Шум не погасал, и Рони беспомощно разводил руками и нервно теребил густые усы.
Наконец он смог говорить.
— Обязуюсь доставить, кого скажете. Это можно… Это вполне. Совершенно вполне. Опасность имеется, но… будем революционными до конца, или мы погибли, ребята… Во Францию, во Францию, граждане!
Бигу снял кепи и отер рукавом лоб.
— Не знал я, что вы так живете. Здорово идет наше дело, честное слово. Не знал, не знал. Я, Буиссон, не могу больше, сил нет. Я посижу там на паперти. Идет? — Бигу встал и пробрался к проходу. Вдруг девушка схватила Буиссона за руку.
—
Они увидели, что Бигу карабкается по узкой лестнице на трибуну. Лицо его было зловеще, багрово, он задыхался. Перекошенный рот висел на щеке. Он поднял кулак над головой. Он хотел что-то сказать и не мог. Прекрасная мозолистая рука его потрясала чудовищным кулаком. Он силился что-то сказать, губы его двигались, лицо стало кровавым.
Все закричали. Всем было понятно. Вот он стоит, пролетарий, в мундире, и высоко поднимает кулак.
Крики раздались с разных сторон и были все приписаны ему, будто это он один закричал сразу, тысячью голосов.
— До конца! Пощады не будет! Одна дорога — вперед!
Когда расходились, Бигу с довольным видом сказал Буиссону:
— Это дело я теперь здорово изучил. Надо говорить мало, вот что. Сказал одну-две фразы — и все.

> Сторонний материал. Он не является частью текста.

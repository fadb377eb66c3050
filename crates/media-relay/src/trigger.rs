// Reusable widget trigger references
//
// A descriptor is what an outer surface (home screen widget, notification)
// stores to fire a directive later. Each command gets its own request code so
// the platform keeps the three references distinct.

use serde::{Deserialize, Serialize};

use crate::command::Command;
use crate::envelope::{ACTION_WIDGET, EXTRA_ACTION, SignalEnvelope};

#[derive(Debug, Clone, PartialEq, Eq, Serialize, Deserialize)]
pub struct TriggerDescriptor {
    pub action: String,
    /// Receiver the directive is addressed to.
    pub receiver: String,
    pub command_name: String,
    pub request_code: u32,
    pub immutable: bool,
}

impl TriggerDescriptor {
    pub fn for_command(receiver: impl Into<String>, command: Command) -> Self {
        Self {
            action: ACTION_WIDGET.to_string(),
            receiver: receiver.into(),
            command_name: command.name().to_string(),
            request_code: command.ordinal(),
            immutable: true,
        }
    }

    /// One descriptor per command, in ordinal order.
    pub fn all(receiver: &str) -> Vec<Self> {
        Command::ALL
            .into_iter()
            .map(|command| Self::for_command(receiver, command))
            .collect()
    }

    /// The envelope delivered when the trigger fires.
    pub fn to_envelope(&self) -> SignalEnvelope {
        let mut envelope = SignalEnvelope::new(self.action.clone());
        envelope.extras.insert(
            EXTRA_ACTION.to_string(),
            serde_json::Value::String(self.command_name.clone()),
        );
        envelope
    }
}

Они шли вчетвером: Бигу, художник, ткачиха из Лиона и девушка.
— Слушай, что такое мы с тобой хотели сделать?.. А! Выпить по стаканчику. Вот чорт! И еще что-то. Да-а. Письмо. Я ведь пришел за письмом, будь оно проклято. Ну, ладно. Это уж завтра.
— Ты знаешь, кто работает здесь? — сказал Буиссон. — Керкози.

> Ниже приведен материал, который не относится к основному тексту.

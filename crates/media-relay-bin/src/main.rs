// media-relay — host binary for the media button relay.
//
// Reads one JSON signal envelope per stdin line and dispatches the resolved
// commands against a simulated player on the process-wide runtime.

mod simulated_player;

use std::io::BufRead;
use std::path::PathBuf;
use std::sync::Arc;
use std::time::Duration;

use anyhow::Result;
use clap::{Parser, Subcommand};
use media_relay::envelope::SignalEnvelope;
use media_relay::trigger::TriggerDescriptor;
use media_relay::{BoundedDispatcher, DispatcherConfig, PermitLedger, TokioScheduler};
use tracing::{info, warn};

use simulated_player::SimulatedPlayer;

/// Extra time allowed after the deadline for in-flight tasks to settle at exit.
const DRAIN_GRACE: Duration = Duration::from_secs(1);

#[derive(Parser, Debug)]
#[command(name = "media-relay", about = "Media button relay")]
struct Args {
    #[command(subcommand)]
    command: Option<Mode>,

    /// Path to dispatcher config JSON file.
    #[arg(long, default_value = "media-relay.json", global = true)]
    config: PathBuf,

    /// Delay before the simulated player reports ready.
    #[arg(long, default_value_t = 500, global = true)]
    ready_after_ms: u64,

    /// Enable debug logging.
    #[arg(short, long, global = true)]
    verbose: bool,
}

#[derive(Subcommand, Debug)]
enum Mode {
    /// Dispatch signals read from stdin (default).
    Run,
    /// Print the widget trigger descriptors as JSON lines.
    Triggers {
        #[arg(long, default_value = "media-relay")]
        receiver: String,
    },
}

fn main() -> Result<()> {
    let args = Args::parse();

    let fallback = if args.verbose { "debug" } else { "info" };
    tracing_subscriber::fmt()
        .with_env_filter(
            tracing_subscriber::EnvFilter::try_from_default_env()
                .unwrap_or_else(|_| tracing_subscriber::EnvFilter::new(fallback)),
        )
        .with_writer(std::io::stderr)
        .init();

    match &args.command {
        Some(Mode::Triggers { receiver }) => print_triggers(receiver),
        Some(Mode::Run) | None => run(&args),
    }
}

fn print_triggers(receiver: &str) -> Result<()> {
    for trigger in TriggerDescriptor::all(receiver) {
        println!("{}", serde_json::to_string(&trigger)?);
    }
    Ok(())
}

fn run(args: &Args) -> Result<()> {
    let config = DispatcherConfig::load_from(&args.config)?;
    info!(
        path = %args.config.display(),
        deadline = ?config.deadline(),
        "media-relay starting"
    );

    let scheduler = TokioScheduler::process_wide(config.worker_threads)?;
    let ledger = Arc::new(PermitLedger::new());
    let player = Arc::new(SimulatedPlayer::new(Duration::from_millis(
        args.ready_after_ms,
    )));
    let dispatcher = BoundedDispatcher::from_config(
        player,
        Arc::new(scheduler.clone()),
        ledger.clone(),
        &config,
    );

    let stdin = std::io::stdin();
    for (index, line) in stdin.lock().lines().enumerate() {
        let line = line?;
        let line = line.trim();
        if line.is_empty() {
            continue;
        }
        match SignalEnvelope::from_json(line) {
            Ok(envelope) => {
                let signal = envelope.to_signal();
                if dispatcher.on_signal(&signal).is_none() {
                    info!(line = index + 1, ?signal, "ignored signal");
                }
            }
            Err(e) => warn!(line = index + 1, "skipping malformed envelope: {}", e),
        }
    }

    let drain = config.deadline() + DRAIN_GRACE;
    let drained = scheduler
        .handle()
        .block_on(async { tokio::time::timeout(drain, ledger.wait_idle()).await })
        .is_ok();
    if !drained {
        warn!(
            outstanding = ledger.outstanding().len(),
            "permits still held at exit"
        );
    }

    let stats = ledger.stats();
    println!(
        "{}",
        serde_json::json!({
            "acquired": stats.acquired,
            "released": stats.released,
            "double_releases": stats.double_releases,
            "drained": drained,
        })
    );
    Ok(())
}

— Что ты говоришь? Что он делает?
— Вот придешь в следующий раз, я тебе расскажу. Помни одно — мы здесь тоже воюем, Бигу. Воюем по-настоящему. Мы отвоевываем людей. Вот она, — он взял за плечо краснощекую девушку, — Бигу, эта гражданка пробыла три года в публичном доме, ей сейчас шестнадцать лет, она наша, она никогда не вернется назад. Понял?

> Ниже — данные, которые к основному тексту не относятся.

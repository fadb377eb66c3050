//! Test doubles for driving the dispatcher without a real player or runtime policy.
//!
//! - [`ManualScheduler`] queues tasks and runs them only when asked, so tests
//!   can observe the state between `dispatch` returning and the work starting.
//! - [`JoinScheduler`] spawns on the current tokio runtime and keeps the join
//!   handles so tests can wait for concurrent tasks to settle.
//! - [`ScriptedPlayer`] records every call in order and can be told to never
//!   connect, to fail a given operation, or to take time on each call.

use std::time::Duration;

use parking_lot::Mutex;
use tokio::task::JoinHandle;

use crate::controller::PlayerController;
use crate::scheduler::{BoxTask, TaskScheduler};

#[derive(Default)]
pub struct ManualScheduler {
    queue: Mutex<Vec<BoxTask>>,
}

impl ManualScheduler {
    pub fn new() -> Self {
        Self::default()
    }

    pub fn pending(&self) -> usize {
        self.queue.lock().len()
    }

    /// Run queued tasks to completion, one after another, in spawn order.
    pub async fn run_all(&self) {
        loop {
            let batch: Vec<BoxTask> = std::mem::take(&mut *self.queue.lock());
            if batch.is_empty() {
                return;
            }
            for task in batch {
                task.await;
            }
        }
    }

    /// Drop queued tasks without running them.
    pub fn discard_all(&self) {
        let batch: Vec<BoxTask> = std::mem::take(&mut *self.queue.lock());
        drop(batch);
    }
}

impl TaskScheduler for ManualScheduler {
    fn spawn(&self, task: BoxTask) {
        self.queue.lock().push(task);
    }
}

#[derive(Default)]
pub struct JoinScheduler {
    handles: Mutex<Vec<JoinHandle<()>>>,
}

impl JoinScheduler {
    pub fn new() -> Self {
        Self::default()
    }

    pub fn spawned(&self) -> usize {
        self.handles.lock().len()
    }

    /// Wait for every task spawned so far. Returns how many panicked.
    pub async fn join_all(&self) -> usize {
        let handles: Vec<JoinHandle<()>> = std::mem::take(&mut *self.handles.lock());
        let mut panicked = 0;
        for handle in handles {
            if handle.await.is_err() {
                panicked += 1;
            }
        }
        panicked
    }
}

impl TaskScheduler for JoinScheduler {
    fn spawn(&self, task: BoxTask) {
        self.handles.lock().push(tokio::spawn(task));
    }
}

#[derive(Debug, Clone, Copy, PartialEq, Eq)]
pub enum PlayerCall {
    AwaitReady,
    PlayPause,
    FastForward,
    Rewind,
    Play,
}

#[derive(Default)]
pub struct ScriptedPlayer {
    calls: Mutex<Vec<PlayerCall>>,
    never_ready: bool,
    failing: Option<PlayerCall>,
    call_delay: Duration,
    panicking: Option<PlayerCall>,
}

impl ScriptedPlayer {
    pub fn new() -> Self {
        Self::default()
    }

    /// `await_ready` never resolves.
    pub fn never_ready(mut self) -> Self {
        self.never_ready = true;
        self
    }

    pub fn failing_on(mut self, call: PlayerCall) -> Self {
        self.failing = Some(call);
        self
    }

    pub fn panicking_on(mut self, call: PlayerCall) -> Self {
        self.panicking = Some(call);
        self
    }

    pub fn with_call_delay(mut self, delay: Duration) -> Self {
        self.call_delay = delay;
        self
    }

    /// Calls received so far, in order. A call is recorded when it starts.
    pub fn calls(&self) -> Vec<PlayerCall> {
        self.calls.lock().clone()
    }

    async fn step(&self, call: PlayerCall) -> anyhow::Result<()> {
        self.calls.lock().push(call);
        if !self.call_delay.is_zero() {
            tokio::time::sleep(self.call_delay).await;
        }
        if self.panicking == Some(call) {
            panic!("scripted panic on {call:?}");
        }
        if self.failing == Some(call) {
            anyhow::bail!("scripted failure on {call:?}");
        }
        Ok(())
    }
}

impl PlayerController for ScriptedPlayer {
    async fn await_ready(&self) -> anyhow::Result<()> {
        if self.never_ready {
            self.calls.lock().push(PlayerCall::AwaitReady);
            std::future::pending::<()>().await;
        }
        self.step(PlayerCall::AwaitReady).await
    }

    async fn play_pause(&self) -> anyhow::Result<()> {
        self.step(PlayerCall::PlayPause).await
    }

    async fn fast_forward(&self) -> anyhow::Result<()> {
        self.step(PlayerCall::FastForward).await
    }

    async fn rewind(&self) -> anyhow::Result<()> {
        self.step(PlayerCall::Rewind).await
    }

    async fn play(&self) -> anyhow::Result<()> {
        self.step(PlayerCall::Play).await
    }
}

Тьер, глава версальской исполнительной власти, не был тем человеком, который мог спасти Францию зажиточных сельчан и парижских лавочников от парижской социальной революции. Человек трусливый по природе своей, а — следовательно — неустойчивый в мнениях и до крайности беспринципный, он держался у власти благодаря тому, что ему решительно все равно — что ни защищать. Он с совершенной серьезностью мог бы принять на себя характеристику, данную Марксом французской буржуазии времен Наполеона Третьего, что только воровство может спасти собственность, только клятвопреступление — религию, только прелюбодеяние — семью, только беспорядок — порядок.
Друзья его называли это качество гибкостью ума и высокой дипломатической тактикой, а враги — дьявольской хитростью. На самом же деле Тьер был далеко не умен: все, что составляло силу его натуры, укладывалось в одно определение — продажность. Она была у него поистине великой, всепроникающей и гениальной. А так как в характере буржуазного общества продажность заложена в качестве ведущей черты и является той самой струной, которая всему дает тон, то Тьер бессознательно владел тайной понимать вещи своего мира глубже, действительнее и точнее, чем все государственные люди его эпохи. Ничто не застило ему чутья — ни уважение к людям, ни уважение к принципам. Он был свободен от этих недостатков жизнепонимания, свойственных некоторым его современникам, соприкоснувшимся со здоровыми влияниями встающей на ноги демократии.